現在時刻、十三時四十五分。約束の時間までは、まだ十五分ある。
「花はこれで良し、と……」
二つの花束を手に立ち入るそこは、病院。『幻想御手』事件の被害者……かのプログラムを使用した学生達が入院している病院である。
その、見舞いに来たのだ。佐天 涙子と、後輩である蘇峰 古都の。
『てけり・り。てけり・り!!』
「莫迦野郎、これは食いモンじゃねェ。何でもかんでも喰おうとすんなっつーか、昼日中から出てくんな」
『てけり・り。てけり・り……』
花束に触腕を伸ばし、血涙を流す瞳と乱杭歯の並ぶ口から腐った涎を垂れ流すショゴスだったが、叱られてしょんぼりと平面に潰れる。

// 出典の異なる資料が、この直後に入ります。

//! 学科存储操作

use super::SeaOrmStorage;
use super::grades::recompute_subject_final_grades;
use crate::entity::subjects::{self, ActiveModel, Column, Entity as Subjects};
use crate::entity::{courses, institutions};
use crate::errors::{NotaDezError, Result};
use crate::models::{
    PaginatedResponse, PaginationInfo,
    subjects::{
        entities::Subject,
        requests::{CreateSubjectRequest, SubjectListParams, UpdateSubjectRequest},
    },
};
use crate::utils::contains_pattern;
use sea_orm::{
    ActiveModelTrait, ColumnTrait, Condition, EntityTrait, JoinType, PaginatorTrait, QueryFilter,
    QueryOrder, QuerySelect, RelationTrait, Set, TransactionTrait,
};

/// 空白字符串视为未设置
fn normalize(value: Option<String>) -> Option<String> {
    value
        .map(|v| v.trim().to_string())
        .filter(|v| !v.is_empty())
}

impl SeaOrmStorage {
    /// 创建学科
    pub async fn create_subject_impl(&self, req: CreateSubjectRequest) -> Result<Subject> {
        let now = chrono::Utc::now().timestamp();

        let model = ActiveModel {
            course_id: Set(req.course_id),
            name: Set(req.name.trim().to_string()),
            abbreviation: Set(normalize(req.abbreviation)),
            code: Set(normalize(req.code)),
            period: Set(normalize(req.period)),
            final_grade_formula: Set(normalize(req.final_grade_formula)),
            created_at: Set(now),
            updated_at: Set(now),
            ..Default::default()
        };

        let result = model
            .insert(&self.db)
            .await
            .map_err(|e| NotaDezError::from_db("创建学科失败", e))?;

        Ok(result.into_subject())
    }

    /// 通过 ID 获取学科
    pub async fn get_subject_by_id_impl(&self, id: i64) -> Result<Option<Subject>> {
        let result = Subjects::find_by_id(id)
            .one(&self.db)
            .await
            .map_err(|e| NotaDezError::from_db("查询学科失败", e))?;

        Ok(result.map(|m| m.into_subject()))
    }

    /// 分页列出当前用户的学科
    pub async fn list_subjects_with_pagination_impl(
        &self,
        user_id: i64,
        params: SubjectListParams,
    ) -> Result<PaginatedResponse<Subject>> {
        let mut select = Subjects::find()
            .join(JoinType::InnerJoin, subjects::Relation::Course.def())
            .join(JoinType::InnerJoin, courses::Relation::Institution.def())
            .filter(institutions::Column::UserId.eq(user_id));

        if let Some(course_id) = params.course_id {
            select = select.filter(Column::CourseId.eq(course_id));
        }

        if let Some(ref search) = params.search
            && !search.trim().is_empty()
        {
            let pattern = contains_pattern(search.trim());
            select = select.filter(
                Condition::any()
                    .add(Column::Name.like(pattern.clone()))
                    .add(Column::Abbreviation.like(pattern.clone()))
                    .add(Column::Code.like(pattern)),
            );
        }

        let paginator = select
            .order_by_asc(Column::Name)
            .paginate(&self.db, params.pagination.size());

        let total = paginator
            .num_items()
            .await
            .map_err(|e| NotaDezError::from_db("查询学科总数失败", e))?;
        let pages = paginator
            .num_pages()
            .await
            .map_err(|e| NotaDezError::from_db("查询学科页数失败", e))?;
        let items = paginator
            .fetch_page(params.pagination.page() - 1)
            .await
            .map_err(|e| NotaDezError::from_db("查询学科列表失败", e))?;

        Ok(PaginatedResponse {
            items: items.into_iter().map(|m| m.into_subject()).collect(),
            pagination: PaginationInfo::new(&params.pagination, total, pages),
        })
    }

    /// 更新学科（部分字段）
    ///
    /// 可选文本字段传入空字符串表示清除。
    pub async fn update_subject_impl(
        &self,
        id: i64,
        update: UpdateSubjectRequest,
    ) -> Result<Option<Subject>> {
        let existing = self.get_subject_by_id_impl(id).await?;
        if existing.is_none() {
            return Ok(None);
        }

        let mut model = ActiveModel {
            id: Set(id),
            updated_at: Set(chrono::Utc::now().timestamp()),
            ..Default::default()
        };

        if let Some(name) = update.name {
            model.name = Set(name.trim().to_string());
        }
        if update.abbreviation.is_some() {
            model.abbreviation = Set(normalize(update.abbreviation));
        }
        if update.code.is_some() {
            model.code = Set(normalize(update.code));
        }
        if update.period.is_some() {
            model.period = Set(normalize(update.period));
        }
        let formula_changed = update.final_grade_formula.is_some();
        if formula_changed {
            model.final_grade_formula = Set(normalize(update.final_grade_formula));
        }

        let txn = self
            .db
            .begin()
            .await
            .map_err(|e| NotaDezError::from_db("开启事务失败", e))?;

        model
            .update(&txn)
            .await
            .map_err(|e| NotaDezError::from_db("更新学科失败", e))?;
        if formula_changed {
            recompute_subject_final_grades(&txn, id).await?;
        }

        txn.commit()
            .await
            .map_err(|e| NotaDezError::from_db("提交事务失败", e))?;

        self.get_subject_by_id_impl(id).await
    }

    /// 设置或清除最终成绩公式
    pub async fn update_subject_formula_impl(
        &self,
        id: i64,
        formula: Option<String>,
    ) -> Result<Option<Subject>> {
        let existing = self.get_subject_by_id_impl(id).await?;
        if existing.is_none() {
            return Ok(None);
        }

        let model = ActiveModel {
            id: Set(id),
            final_grade_formula: Set(normalize(formula)),
            updated_at: Set(chrono::Utc::now().timestamp()),
            ..Default::default()
        };

        let txn = self
            .db
            .begin()
            .await
            .map_err(|e| NotaDezError::from_db("开启事务失败", e))?;

        model
            .update(&txn)
            .await
            .map_err(|e| NotaDezError::from_db("更新公式失败", e))?;
        recompute_subject_final_grades(&txn, id).await?;

        txn.commit()
            .await
            .map_err(|e| NotaDezError::from_db("提交事务失败", e))?;

        self.get_subject_by_id_impl(id).await
    }

    /// 删除学科
    pub async fn delete_subject_impl(&self, id: i64) -> Result<bool> {
        let result = Subjects::delete_by_id(id)
            .exec(&self.db)
            .await
            .map_err(|e| NotaDezError::from_db("删除学科失败", e))?;

        Ok(result.rows_affected > 0)
    }
}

周りに気づかれていないかとヒヤヒヤしたが、どうやら大丈夫だったらしい。
「あ、こんにちは、嚆矢先輩」
「どーも、対馬さん」
「随分とお早いですのね、意外ですの」
「ああ、こんにちは、飾利ちゃんに御坂。それと俺は紳士だぜ、女の子は待たせないさ、黒子ちゃん」
「「「へー」」」
「あれ? アウェー感半端ないな、こんな色男を捕まえて」
そこに飾利と美琴、黒子が合流する。一気に姦しくなる。ちょっと、窓口の看護師に睨まれたのは内緒だ。